▶ **Aim of the exercise**: Stop after the line that contains "if let Some(filters)"; until then, restate each line of the entries word for word from the very first.

▶ **Data records**:
= = = =

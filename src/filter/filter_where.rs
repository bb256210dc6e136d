use serde_json::{Map, Value};
use std::collections::BTreeSet;

use super::error::FilterError;
use super::types::{ColumnPolicy, FilterOp, FilterWhereInfo, Predicate};

/// Compiles omni-search terms and column filter maps into predicate trees,
/// and renders predicate trees into parameterized SQL.
pub struct FilterWhere {
    param_values: Vec<Value>,
    param_index: usize,
}

impl FilterWhere {
    pub fn new(starting_param_index: usize) -> Self {
        Self {
            param_values: vec![],
            param_index: starting_param_index,
        }
    }

    /// Omni-search and column filters, conjoined when both are present.
    pub fn compile(
        term: Option<&str>,
        filters: Option<&Map<String, Value>>,
        search_columns: &[String],
        all_columns: &BTreeSet<String>,
        policy: ColumnPolicy,
    ) -> Result<Option<Predicate>, FilterError> {
        let mut parts = Vec::new();
        if let Some(search) = term.and_then(|t| Self::omni_search(t, search_columns)) {
            parts.push(search);
        }
        if let Some(filters) = filters {
            if let Some(columns) = Self::column_filters(filters, all_columns, policy)? {
                parts.push(columns);
            }
        }
        Ok(Predicate::all(parts))
    }

    /// `c1 LIKE %term% OR c2 LIKE %term% ...`; nothing for an empty term or
    /// an empty column list.
    pub fn omni_search(term: &str, search_columns: &[String]) -> Option<Predicate> {
        if term.is_empty() {
            return None;
        }
        let pattern = format!("%{}%", escape_like(term));
        Predicate::any(
            search_columns
                .iter()
                .map(|column| Predicate::like(column.clone(), pattern.clone()))
                .collect(),
        )
    }

    /// AND of one predicate per known column. Unknown columns are dropped
    /// under the permissive policy.
    pub fn column_filters(
        filters: &Map<String, Value>,
        all_columns: &BTreeSet<String>,
        policy: ColumnPolicy,
    ) -> Result<Option<Predicate>, FilterError> {
        let mut parts = Vec::new();
        for (key, value) in filters {
            let column = key.trim();
            if !all_columns.contains(column) {
                if policy == ColumnPolicy::Strict {
                    return Err(FilterError::UnknownColumn(column.to_string()));
                }
                tracing::debug!("Dropping filter on unknown column '{}'", column);
                continue;
            }
            parts.push(Self::column_predicate(column, value));
        }
        Ok(Predicate::all(parts))
    }

    /// Exact match when the value is a whole base-10 integer, substring
    /// match otherwise. Integers are compared in their canonical decimal
    /// form against the column's text, so text columns match too.
    pub fn column_predicate(column: &str, value: &Value) -> Predicate {
        match value {
            Value::Null => Predicate::is_null(column),
            Value::Number(n) if n.is_i64() || n.is_u64() => Predicate::eq(column, Value::String(n.to_string())),
            Value::String(s) => match s.parse::<i64>() {
                Ok(i) => Predicate::eq(column, Value::String(i.to_string())),
                Err(_) => Predicate::like(column, format!("%{}%", escape_like(s))),
            },
            other => Predicate::like(column, format!("%{}%", escape_like(&other.to_string()))),
        }
    }

    /// Render a predicate tree as a WHERE body with `$n` placeholders.
    pub fn generate(predicate: &Predicate, starting_param_index: usize) -> (String, Vec<Value>) {
        let mut filter_where = Self::new(starting_param_index);
        let sql = filter_where.build(predicate);
        (sql, filter_where.param_values)
    }

    fn build(&mut self, predicate: &Predicate) -> String {
        match predicate {
            Predicate::Condition(condition) => self.build_sql_condition(condition),
            Predicate::And(parts) => self.build_group(parts, " AND "),
            Predicate::Or(parts) => self.build_group(parts, " OR "),
        }
    }

    fn build_group(&mut self, parts: &[Predicate], joiner: &str) -> String {
        if parts.is_empty() {
            return "1=1".to_string();
        }
        parts
            .iter()
            .map(|part| match part {
                Predicate::Condition(_) => self.build(part),
                _ => format!("({})", self.build(part)),
            })
            .collect::<Vec<_>>()
            .join(joiner)
    }

    fn build_sql_condition(&mut self, condition: &FilterWhereInfo) -> String {
        let quoted_column = quote_identifier(&condition.column);
        match condition.operator {
            FilterOp::Null => format!("{} {}", quoted_column, condition.operator.to_sql()),
            FilterOp::Eq if condition.data.is_null() => format!("{} IS NULL", quoted_column),
            // Text comparisons cast the column so they apply to any column type.
            // Other scalars bind with their own type.
            FilterOp::Like => {
                let param = self.param(condition.data.clone());
                format!("CAST({} AS TEXT) {} {}", quoted_column, condition.operator.to_sql(), param)
            }
            FilterOp::Eq if condition.data.is_string() => {
                let param = self.param(condition.data.clone());
                format!("CAST({} AS TEXT) {} {}", quoted_column, condition.operator.to_sql(), param)
            }
            FilterOp::Eq => {
                let param = self.param(condition.data.clone());
                format!("{} {} {}", quoted_column, condition.operator.to_sql(), param)
            }
        }
    }

    fn param(&mut self, value: Value) -> String {
        self.param_values.push(value);
        self.param_index += 1;
        format!("${}", self.param_index)
    }
}

/// Quote an SQL identifier, doubling embedded quotes
pub fn quote_identifier(name: &str) -> String {
    format!("\"{}\"", name.replace('"', "\"\""))
}

/// Escape LIKE wildcards so a term matches literally
pub fn escape_like(term: &str) -> String {
    let mut out = String::with_capacity(term.len());
    for c in term.chars() {
        if matches!(c, '%' | '_' | '\\') {
            out.push('\\');
        }
        out.push(c);
    }
    out
}
use std::sync::Arc;

use serde_json::Value;

/// Permission capability supplied by the caller's identity. Receives a single
/// row object or an array of rows and returns the redacted value.
pub trait Permission: Send + Sync {
    fn filter(&self, rows: Value) -> Value;
}

/// Caller identity injected into request extensions by an upstream layer.
#[derive(Clone, Default)]
pub struct Caller {
    pub permission: Option<Arc<dyn Permission>>,
}

impl Caller {
    pub fn anonymous() -> Self {
        Self::default()
    }

    pub fn with_permission(permission: Arc<dyn Permission>) -> Self {
        Self { permission: Some(permission) }
    }
}

impl std::fmt::Debug for Caller {
    fn fmt(&self, f: &mut std::fmt::Formatter<'_>) -> std::fmt::Result {
        f.debug_struct("Caller")
            .field("permission", &self.permission.is_some())
            .finish()
    }
}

= = = =

▶ **Reply to the exercise**:
filename src/filter/filter_where.rs
repository bb256210dc6e136d
use serde_json::{Map, Value};
use std::collections::BTreeSet;

use super::error::FilterError;
use super::types::{ColumnPolicy, FilterOp, FilterWhereInfo, Predicate};

/// Compiles omni-search terms and column filter maps into predicate trees,
/// and renders predicate trees into parameterized SQL.
pub struct FilterWhere {
    param_values: Vec<Value>,
    param_index: usize,
}

impl FilterWhere {
    pub fn new(starting_param_index: usize) -> Self {
        Self {
            param_values: vec![],
            param_index: starting_param_index,
        }
    }

    /// Omni-search and column filters, conjoined when both are present.
    pub fn compile(
        term: Option<&str>,
        filters: Option<&Map<String, Value>>,
        search_columns: &[String],
        all_columns: &BTreeSet<String>,
        policy: ColumnPolicy,
    ) -> Result<Option<Predicate>, FilterError> {
        let mut parts = Vec::new();
        if let Some(search) = term.and_then(|t| Self::omni_search(t, search_columns)) {
            parts.push(search);
        }
        if let Some(filters) = filters {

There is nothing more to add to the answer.